Provided entries:
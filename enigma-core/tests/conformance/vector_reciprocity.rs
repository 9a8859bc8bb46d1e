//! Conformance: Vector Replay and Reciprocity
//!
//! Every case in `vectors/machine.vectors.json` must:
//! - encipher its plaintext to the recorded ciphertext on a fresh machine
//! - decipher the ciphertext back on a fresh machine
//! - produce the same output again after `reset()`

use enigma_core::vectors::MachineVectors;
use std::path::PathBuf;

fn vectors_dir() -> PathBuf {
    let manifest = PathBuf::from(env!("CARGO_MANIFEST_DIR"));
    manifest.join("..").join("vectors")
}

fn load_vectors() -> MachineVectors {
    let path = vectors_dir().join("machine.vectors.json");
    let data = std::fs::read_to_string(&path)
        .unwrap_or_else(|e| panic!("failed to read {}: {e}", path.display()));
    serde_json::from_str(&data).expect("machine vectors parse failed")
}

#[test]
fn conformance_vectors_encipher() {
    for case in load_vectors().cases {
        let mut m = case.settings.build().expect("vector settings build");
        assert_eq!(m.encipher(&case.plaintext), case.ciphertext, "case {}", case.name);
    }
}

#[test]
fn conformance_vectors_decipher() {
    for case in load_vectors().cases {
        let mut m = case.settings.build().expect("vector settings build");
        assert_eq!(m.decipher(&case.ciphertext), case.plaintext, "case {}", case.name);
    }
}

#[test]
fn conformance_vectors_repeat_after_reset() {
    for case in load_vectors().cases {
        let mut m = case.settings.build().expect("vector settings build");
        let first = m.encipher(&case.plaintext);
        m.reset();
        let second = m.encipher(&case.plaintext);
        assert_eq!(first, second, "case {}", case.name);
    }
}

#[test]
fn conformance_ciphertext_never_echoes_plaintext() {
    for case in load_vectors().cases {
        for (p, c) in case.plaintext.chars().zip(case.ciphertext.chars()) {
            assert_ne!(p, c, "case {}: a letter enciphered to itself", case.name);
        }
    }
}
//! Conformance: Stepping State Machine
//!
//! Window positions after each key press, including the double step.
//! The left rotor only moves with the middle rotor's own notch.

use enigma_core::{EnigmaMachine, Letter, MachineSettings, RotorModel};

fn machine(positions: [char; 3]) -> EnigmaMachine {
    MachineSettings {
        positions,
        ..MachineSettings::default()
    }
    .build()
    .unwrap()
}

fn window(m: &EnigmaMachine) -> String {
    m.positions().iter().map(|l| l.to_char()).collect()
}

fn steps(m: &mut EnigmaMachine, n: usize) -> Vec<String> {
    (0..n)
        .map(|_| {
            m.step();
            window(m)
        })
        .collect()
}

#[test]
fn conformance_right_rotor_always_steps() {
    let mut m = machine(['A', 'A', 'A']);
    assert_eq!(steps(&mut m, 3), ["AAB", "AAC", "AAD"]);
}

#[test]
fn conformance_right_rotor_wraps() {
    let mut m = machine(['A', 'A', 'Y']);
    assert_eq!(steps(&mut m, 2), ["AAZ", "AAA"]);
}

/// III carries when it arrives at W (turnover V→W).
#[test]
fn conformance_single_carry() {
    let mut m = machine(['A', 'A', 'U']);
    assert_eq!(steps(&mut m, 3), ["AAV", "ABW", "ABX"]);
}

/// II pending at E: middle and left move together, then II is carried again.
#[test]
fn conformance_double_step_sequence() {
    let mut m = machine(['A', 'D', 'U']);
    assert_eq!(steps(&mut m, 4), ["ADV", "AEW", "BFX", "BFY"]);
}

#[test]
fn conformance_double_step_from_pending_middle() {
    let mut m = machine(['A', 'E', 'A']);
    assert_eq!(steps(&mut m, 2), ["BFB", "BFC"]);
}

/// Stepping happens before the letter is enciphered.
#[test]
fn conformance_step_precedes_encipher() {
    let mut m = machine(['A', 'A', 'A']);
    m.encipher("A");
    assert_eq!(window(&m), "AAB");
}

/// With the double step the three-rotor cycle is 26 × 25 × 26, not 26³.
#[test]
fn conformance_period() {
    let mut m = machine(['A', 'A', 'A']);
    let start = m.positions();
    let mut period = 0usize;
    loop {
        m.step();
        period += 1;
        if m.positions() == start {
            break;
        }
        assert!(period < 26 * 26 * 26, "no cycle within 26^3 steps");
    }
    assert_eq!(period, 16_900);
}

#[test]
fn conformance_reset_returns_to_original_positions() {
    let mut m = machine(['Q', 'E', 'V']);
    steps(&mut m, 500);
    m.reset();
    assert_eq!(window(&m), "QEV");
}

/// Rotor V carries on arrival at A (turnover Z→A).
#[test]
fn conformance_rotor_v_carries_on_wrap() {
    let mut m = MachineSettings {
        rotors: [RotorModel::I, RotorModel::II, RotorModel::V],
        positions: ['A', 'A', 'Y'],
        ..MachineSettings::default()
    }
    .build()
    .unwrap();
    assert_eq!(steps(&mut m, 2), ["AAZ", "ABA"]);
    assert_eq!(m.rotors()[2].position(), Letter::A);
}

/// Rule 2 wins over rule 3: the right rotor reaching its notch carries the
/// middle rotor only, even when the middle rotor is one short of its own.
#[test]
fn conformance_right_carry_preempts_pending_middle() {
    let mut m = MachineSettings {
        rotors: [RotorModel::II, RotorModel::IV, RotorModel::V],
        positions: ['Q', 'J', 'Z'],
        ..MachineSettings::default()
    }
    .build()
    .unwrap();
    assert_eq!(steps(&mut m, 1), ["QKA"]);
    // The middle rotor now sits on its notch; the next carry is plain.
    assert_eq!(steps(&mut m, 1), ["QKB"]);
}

* * *

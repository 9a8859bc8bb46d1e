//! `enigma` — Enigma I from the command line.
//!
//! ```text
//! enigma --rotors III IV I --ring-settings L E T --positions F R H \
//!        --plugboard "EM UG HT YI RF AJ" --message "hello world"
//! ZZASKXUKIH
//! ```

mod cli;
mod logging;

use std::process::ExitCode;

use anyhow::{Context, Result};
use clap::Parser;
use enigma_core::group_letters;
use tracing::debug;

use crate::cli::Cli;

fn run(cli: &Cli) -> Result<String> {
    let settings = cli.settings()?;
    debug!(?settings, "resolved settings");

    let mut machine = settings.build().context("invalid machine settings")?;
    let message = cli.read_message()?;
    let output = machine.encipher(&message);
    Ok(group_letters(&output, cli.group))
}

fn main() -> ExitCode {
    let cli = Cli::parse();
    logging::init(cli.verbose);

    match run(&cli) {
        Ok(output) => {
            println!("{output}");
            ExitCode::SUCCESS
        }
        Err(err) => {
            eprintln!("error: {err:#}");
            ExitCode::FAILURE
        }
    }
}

What you should do: Taking the entries above, write out exactly each line from the one holding "is carried again." to the one holding "26, not 26³.", both included, and stop there.

Task output:
/// II pending at E: middle and left move together, then II is carried again.
#[test]
fn conformance_double_step_sequence() {
    let mut m = machine(['A', 'D', 'U']);
    assert_eq!(steps(&mut m, 4), ["ADV", "AEW", "BFX", "BFY"]);
}

#[test]
fn conformance_double_step_from_pending_middle() {
    let mut m = machine(['A', 'E', 'A']);
    assert_eq!(steps(&mut m, 2), ["BFB", "BFC"]);
}

/// Stepping happens before the letter is enciphered.
#[test]
fn conformance_step_precedes_encipher() {
    let mut m = machine(['A', 'A', 'A']);
    m.encipher("A");
    assert_eq!(window(&m), "AAB");
}

/// With the double step the three-rotor cycle is 26 × 25 × 26, not 26³.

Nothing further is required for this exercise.